El ángel Gabriel fue enviado «a una ciudad de Galilea, llamada Nazaret». Es una historia que conocemos todos, y que nos interpela en algunas épocas del año, más fuertemente. Pero ese anuncio del ángel, es transversal a nuestra vida como cristianos.
Decir Galilea significa nombrar una región esencialmente comercial, cruce de gentes, tierra habitada por paganos… En aquella región, además, Nazaret es un lugar apartado, sin renombre, cosa que atestigua también el dicho reflejado por el evangelista san Juan: «¿De Nazaret puede salir algo bueno?» (Jn 1, 42).
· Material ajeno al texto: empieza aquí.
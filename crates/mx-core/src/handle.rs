//! Opaque object handles.

use core::fmt;
use core::num::NonZeroU32;

/// Identifier of a live graph object (bus, data, stream or processor).
///
/// Handles are positive integers; the reserved value `0` ("no object") is
/// expressed as `Option<Handle>::None`, which costs no extra space thanks to
/// the `NonZeroU32` niche. Handle `h` lives in object-table slot `h - 1`.
#[derive(Clone, Copy, Debug, PartialEq, Eq, PartialOrd, Ord, Hash)]
pub struct Handle(NonZeroU32);

impl Handle {
    /// Build a handle from its raw value. Returns `None` for `0`.
    pub const fn new(raw: u32) -> Option<Self> {
        match NonZeroU32::new(raw) {
            Some(v) => Some(Self(v)),
            None => None,
        }
    }

    /// Build the handle stored in the given zero-based slot.
    pub fn from_index(index: usize) -> Self {
        let raw = u32::try_from(index + 1)
            .ok()
            .and_then(NonZeroU32::new)
            .expect("object table exceeds u32 handles");
        Self(raw)
    }

    /// Raw integer value (never zero).
    pub const fn get(self) -> u32 {
        self.0.get()
    }

    /// Zero-based slot index in the object table.
    pub const fn index(self) -> usize {
        (self.0.get() - 1) as usize
    }
}

impl fmt::Display for Handle {
    fn fmt(&self, f: &mut fmt::Formatter<'_>) -> fmt::Result {
        write!(f, "#{}", self.0)
    }
}

/// Raw encoding of an optional handle, with `0` meaning "no object".
pub fn raw(handle: Option<Handle>) -> u32 {
    handle.map_or(0, Handle::get)
}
Desde lo alto de los cielos el mensajero de Dios desciende tan lejos y tan abajo en la Encarnación.
Sorprendente misterio el de las elecciones de Dios, que nos interpela y al mismo tiempo nos remueve: nadie es prescindible para Dios, de todos espera Él una generosa colaboración a su historia de salvación. Dios es tenaz en su amor, nos conoce y, aunque no invade, tampoco está dispuesto a darse por vencido tan fácilmente por más resistencias que pongamos por nuestra parte. Para Dios somos únicos e irrepetibles, por eso no le es indiferente nuestra respuesta, es decir, nuestro sí. ¡Para Dios no somos prescindibles!
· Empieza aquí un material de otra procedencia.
//! Cross-thread FIFO of command buffers.

use alloc::vec::Vec;
use core::mem;

use parking_lot::Mutex;

use crate::command::CommandBuffer;

/// Multi-producer queue of [`CommandBuffer`]s drained by the render thread.
///
/// The lock is held only for a push or a swap, never while commands execute.
#[derive(Default)]
pub struct CommandQueue {
    buffers: Mutex<Vec<CommandBuffer>>,
}

impl CommandQueue {
    pub fn new() -> Self {
        Self::default()
    }

    /// Enqueue a buffer. Empty buffers are discarded.
    pub fn submit(&self, buffer: CommandBuffer) {
        if buffer.is_empty() {
            return;
        }
        self.buffers.lock().push(buffer);
    }

    /// Remove and return every buffer queued so far, oldest first.
    pub fn drain(&self) -> Vec<CommandBuffer> {
        mem::take(&mut *self.buffers.lock())
    }

    /// Swap queued buffers into `out`, which must be empty.
    ///
    /// Reusing `out` across ticks keeps the drain from allocating once the
    /// queue has reached its typical depth.
    pub fn drain_into(&self, out: &mut Vec<CommandBuffer>) {
        debug_assert!(out.is_empty());
        mem::swap(&mut *self.buffers.lock(), out);
    }

    pub fn len(&self) -> usize {
        self.buffers.lock().len()
    }

    pub fn is_empty(&self) -> bool {
        self.buffers.lock().is_empty()
    }
}

#[cfg(test)]
mod tests {
    use super::*;
    use mx_core::Handle;
    use std::sync::Arc;
    use std::thread;

    fn h(raw: u32) -> Handle {
        Handle::new(raw).unwrap()
    }

    #[test]
    fn drain_is_fifo_and_empties_queue() {
        let queue = CommandQueue::new();
        queue.submit(CommandBuffer::named("first"));
        let mut a = CommandBuffer::named("a");
        a.init_bus(h(1));
        let mut b = CommandBuffer::named("b");
        b.init_bus(h(2)).set_master_bus(Some(h(2)));
        queue.submit(a);
        queue.submit(b);

        assert_eq!(queue.len(), 2, "empty buffer is discarded");
        let drained = queue.drain();
        let names: Vec<&str> = drained.iter().map(|b| b.name()).collect();
        assert_eq!(names, ["a", "b"]);
        assert_eq!(drained[1].len(), 2);
        assert!(queue.is_empty());
        assert!(queue.drain().is_empty());
    }

    #[test]
    fn concurrent_producers_keep_buffers_whole() {
        let queue = Arc::new(CommandQueue::new());
        let producers: Vec<_> = (0..4u32)
            .map(|t| {
                let queue = Arc::clone(&queue);
                thread::spawn(move || {
                    for i in 0..100u32 {
                        let base = t * 1000 + i * 3 + 1;
                        let mut buffer = CommandBuffer::new();
                        buffer.init_bus(h(base)).init_bus(h(base + 1)).init_bus(h(base + 2));
                        queue.submit(buffer);
                    }
                })
            })
            .collect();
        for p in producers {
            p.join().unwrap();
        }

        let drained = queue.drain();
        assert_eq!(drained.len(), 400);
        for buffer in &drained {
            let raw: Vec<String> = buffer.commands().iter().map(|c| format!("{:?}", c)).collect();
            assert_eq!(raw.len(), 3);
            let first: u32 = raw[0][9..raw[0].len() - 1].parse().unwrap();
            assert_eq!(raw[1], format!("InitBus(#{})", first + 1));
            assert_eq!(raw[2], format!("InitBus(#{})", first + 2));
        }
    }
}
Pero… ¿Y si todo esto no fuera sino una semilla loca que nuestra psicología ha creado, una especie de proyección o de ilusión? Dice san Francisco en una de sus oraciones: «Tú eres amor, caridad». El amor de Dios por nosotros no es una ilusión, porque podemos verlo y tocarlo en una persona: Jesucristo. San Francisco nos enseña a acoger la “verdad” del amor de Dios hecho carne. Ojalá que en nuestro corazón nazca el asombro, el agradecimiento y, al final, caigamos rendidos ante un amor así: «Aquí estoy, Señor. Hágase en mí».